_RECORDS FOR THIS TASK_
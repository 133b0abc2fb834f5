//! PC/XT keyboard input: scancode translation, the key queue shared with the
//! host input thread, and the PPI-attached keyboard controller.

#![forbid(unsafe_code)]

pub mod config;
pub mod feed;
pub mod queue;
pub mod scancode;
pub mod shift;
pub mod variant;
pub mod xt_keyboard;

pub use config::XtKeyboardConfig;
pub use feed::{FeedError, KeyDirection, KeyEvent, KeyFeed, ModifierState};
pub use queue::{KeyChannel, KeyQueue, KeyQueueError, KEY_QUEUE_CAPACITY};
pub use scancode::ScancodeEntry;
pub use shift::{SendCode, ShiftState};
pub use variant::{descriptor_by_name, DeviceDescriptor, MachineVariant, VideoAdapter, DESCRIPTORS};
pub use xt_keyboard::{
    AttachError, KeyboardWiring, PortB, TandyEeprom, XtKeyboard, KEYBOARD_IRQ, POLL_INTERVAL_NS,
};
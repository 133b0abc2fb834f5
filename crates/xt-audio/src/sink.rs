use std::sync::atomic::{AtomicUsize, Ordering};
use std::sync::Arc;

/// Source of audio pulled once per sound period.
///
/// `out` holds interleaved stereo frames (L0, R0, L1, R1, ...). Producers add
/// into it rather than overwrite so several sources can share one buffer.
pub trait AudioProducer: Send {
    fn mix_into(&mut self, out: &mut [i32]);
}

/// Shared position inside the current sound period, in frames.
///
/// The emulation thread moves it forward as guest time passes; devices that
/// generate audio lazily (the speaker) catch up to it before changing state.
#[derive(Debug, Clone, Default)]
pub struct SoundTimeline {
    pos: Arc<AtomicUsize>,
}

impl SoundTimeline {
    pub fn new() -> Self {
        Self::default()
    }

    pub fn position(&self) -> usize {
        self.pos.load(Ordering::Acquire)
    }

    pub fn set_position(&self, frames: usize) {
        self.pos.store(frames, Ordering::Release);
    }

    pub fn advance(&self, frames: usize) {
        self.pos.fetch_add(frames, Ordering::AcqRel);
    }
}

#[derive(Debug, Clone, Copy, PartialEq, Eq, Hash)]
pub struct ProducerId(u32);

/// Mixing stage: owns the timeline and the registered producers.
pub struct Mixer {
    frames_per_period: usize,
    timeline: SoundTimeline,
    producers: Vec<(ProducerId, Box<dyn AudioProducer>)>,
    next_id: u32,
}

impl Mixer {
    pub fn new(frames_per_period: usize) -> Self {
        Self {
            frames_per_period,
            timeline: SoundTimeline::new(),
            producers: Vec::new(),
            next_id: 0,
        }
    }

    pub fn frames_per_period(&self) -> usize {
        self.frames_per_period
    }

    pub fn timeline(&self) -> SoundTimeline {
        self.timeline.clone()
    }

    pub fn register_producer(&mut self, producer: Box<dyn AudioProducer>) -> ProducerId {
        let id = ProducerId(self.next_id);
        self.next_id += 1;
        self.producers.push((id, producer));
        id
    }

    pub fn unregister_producer(&mut self, id: ProducerId) -> bool {
        let before = self.producers.len();
        self.producers.retain(|(pid, _)| *pid != id);
        self.producers.len() != before
    }

    pub fn producer_count(&self) -> usize {
        self.producers.len()
    }

    /// Closes the current period and returns its interleaved stereo samples.
    ///
    /// The timeline is moved to the end of the period before producers run and
    /// rewound to zero afterwards.
    pub fn render_period(&mut self) -> Vec<i32> {
        self.timeline.set_position(self.frames_per_period);
        let mut out = vec![0i32; self.frames_per_period * 2];
        for (_, producer) in self.producers.iter_mut() {
            producer.mix_into(&mut out);
        }
        self.timeline.set_position(0);
        tracing::trace!(frames = self.frames_per_period, "rendered sound period");
        out
    }
}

_REQUIRED WORK_
Copy out each line from the preceding entries that mentions the word "config".

_EXPECTED OUTPUT_
pub mod config;
pub use config::XtKeyboardConfig;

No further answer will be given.